RECORDS FOR THE EXERCISE ::
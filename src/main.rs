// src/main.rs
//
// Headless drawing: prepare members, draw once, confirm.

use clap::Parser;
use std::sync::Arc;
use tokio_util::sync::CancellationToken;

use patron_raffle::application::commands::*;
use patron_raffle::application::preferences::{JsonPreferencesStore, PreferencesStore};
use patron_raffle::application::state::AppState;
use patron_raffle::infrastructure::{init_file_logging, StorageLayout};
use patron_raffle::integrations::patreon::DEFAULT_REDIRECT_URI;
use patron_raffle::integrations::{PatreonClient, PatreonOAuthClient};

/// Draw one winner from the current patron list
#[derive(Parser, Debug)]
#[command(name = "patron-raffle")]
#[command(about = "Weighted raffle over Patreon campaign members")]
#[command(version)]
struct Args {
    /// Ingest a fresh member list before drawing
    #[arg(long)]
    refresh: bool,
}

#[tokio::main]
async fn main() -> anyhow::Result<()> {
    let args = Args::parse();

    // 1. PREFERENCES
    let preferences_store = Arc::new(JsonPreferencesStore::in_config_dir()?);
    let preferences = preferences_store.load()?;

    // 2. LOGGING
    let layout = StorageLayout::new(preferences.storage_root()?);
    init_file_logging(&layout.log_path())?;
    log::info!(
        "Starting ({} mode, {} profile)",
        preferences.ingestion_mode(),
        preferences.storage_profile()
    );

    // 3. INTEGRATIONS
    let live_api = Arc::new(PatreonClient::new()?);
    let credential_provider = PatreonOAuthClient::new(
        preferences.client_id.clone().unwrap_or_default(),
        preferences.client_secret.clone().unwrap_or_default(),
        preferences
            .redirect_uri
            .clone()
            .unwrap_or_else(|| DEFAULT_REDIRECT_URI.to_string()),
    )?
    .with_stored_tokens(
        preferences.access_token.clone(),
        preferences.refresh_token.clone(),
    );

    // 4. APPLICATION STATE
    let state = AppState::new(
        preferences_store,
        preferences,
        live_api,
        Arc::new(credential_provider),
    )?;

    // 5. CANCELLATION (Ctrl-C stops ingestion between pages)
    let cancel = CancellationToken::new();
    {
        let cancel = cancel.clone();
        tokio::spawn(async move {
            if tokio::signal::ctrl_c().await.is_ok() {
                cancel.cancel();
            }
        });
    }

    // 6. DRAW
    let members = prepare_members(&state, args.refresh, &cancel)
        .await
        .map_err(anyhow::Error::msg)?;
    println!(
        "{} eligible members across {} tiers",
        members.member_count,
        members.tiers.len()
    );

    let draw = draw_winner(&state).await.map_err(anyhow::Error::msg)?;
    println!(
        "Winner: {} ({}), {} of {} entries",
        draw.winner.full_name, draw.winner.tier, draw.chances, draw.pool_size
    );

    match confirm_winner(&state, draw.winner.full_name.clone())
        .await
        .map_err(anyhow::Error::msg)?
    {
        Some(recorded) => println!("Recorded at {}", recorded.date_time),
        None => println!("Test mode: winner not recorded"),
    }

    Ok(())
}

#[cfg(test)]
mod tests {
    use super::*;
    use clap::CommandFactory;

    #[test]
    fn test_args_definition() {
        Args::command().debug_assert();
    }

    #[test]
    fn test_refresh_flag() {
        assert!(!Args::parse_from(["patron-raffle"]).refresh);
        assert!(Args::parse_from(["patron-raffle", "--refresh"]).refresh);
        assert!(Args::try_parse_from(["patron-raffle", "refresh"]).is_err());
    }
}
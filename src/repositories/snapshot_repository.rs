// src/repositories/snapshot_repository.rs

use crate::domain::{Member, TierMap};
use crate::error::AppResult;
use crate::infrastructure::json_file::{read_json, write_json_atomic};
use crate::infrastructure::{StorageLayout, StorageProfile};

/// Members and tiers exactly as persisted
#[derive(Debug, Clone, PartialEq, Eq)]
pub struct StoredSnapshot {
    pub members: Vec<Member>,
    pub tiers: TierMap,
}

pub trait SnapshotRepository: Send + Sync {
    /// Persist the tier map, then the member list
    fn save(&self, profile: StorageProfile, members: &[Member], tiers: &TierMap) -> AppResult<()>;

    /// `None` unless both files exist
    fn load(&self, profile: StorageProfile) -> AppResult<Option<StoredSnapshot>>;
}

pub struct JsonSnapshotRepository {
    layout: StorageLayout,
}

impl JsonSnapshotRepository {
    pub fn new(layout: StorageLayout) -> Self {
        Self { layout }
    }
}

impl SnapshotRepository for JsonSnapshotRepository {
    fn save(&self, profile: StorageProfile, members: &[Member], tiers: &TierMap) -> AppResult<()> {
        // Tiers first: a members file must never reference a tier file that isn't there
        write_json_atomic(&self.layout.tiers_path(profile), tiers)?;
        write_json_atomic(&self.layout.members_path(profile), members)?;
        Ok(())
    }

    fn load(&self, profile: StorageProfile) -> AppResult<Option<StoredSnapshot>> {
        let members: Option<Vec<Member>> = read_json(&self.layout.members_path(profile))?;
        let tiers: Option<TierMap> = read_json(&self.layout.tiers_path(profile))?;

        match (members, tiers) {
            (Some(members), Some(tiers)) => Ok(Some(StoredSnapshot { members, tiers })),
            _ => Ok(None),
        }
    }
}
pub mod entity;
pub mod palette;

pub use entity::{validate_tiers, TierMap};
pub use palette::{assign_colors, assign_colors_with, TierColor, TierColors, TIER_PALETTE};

EXERCISE :: Copy each line of the data that contains the word "StorageLayout".

SOLUTION TO THE EXERCISE ::
use patron_raffle::infrastructure::{init_file_logging, StorageLayout};
    let layout = StorageLayout::new(preferences.storage_root()?);
use crate::infrastructure::{StorageLayout, StorageProfile};
    layout: StorageLayout,
    pub fn new(layout: StorageLayout) -> Self {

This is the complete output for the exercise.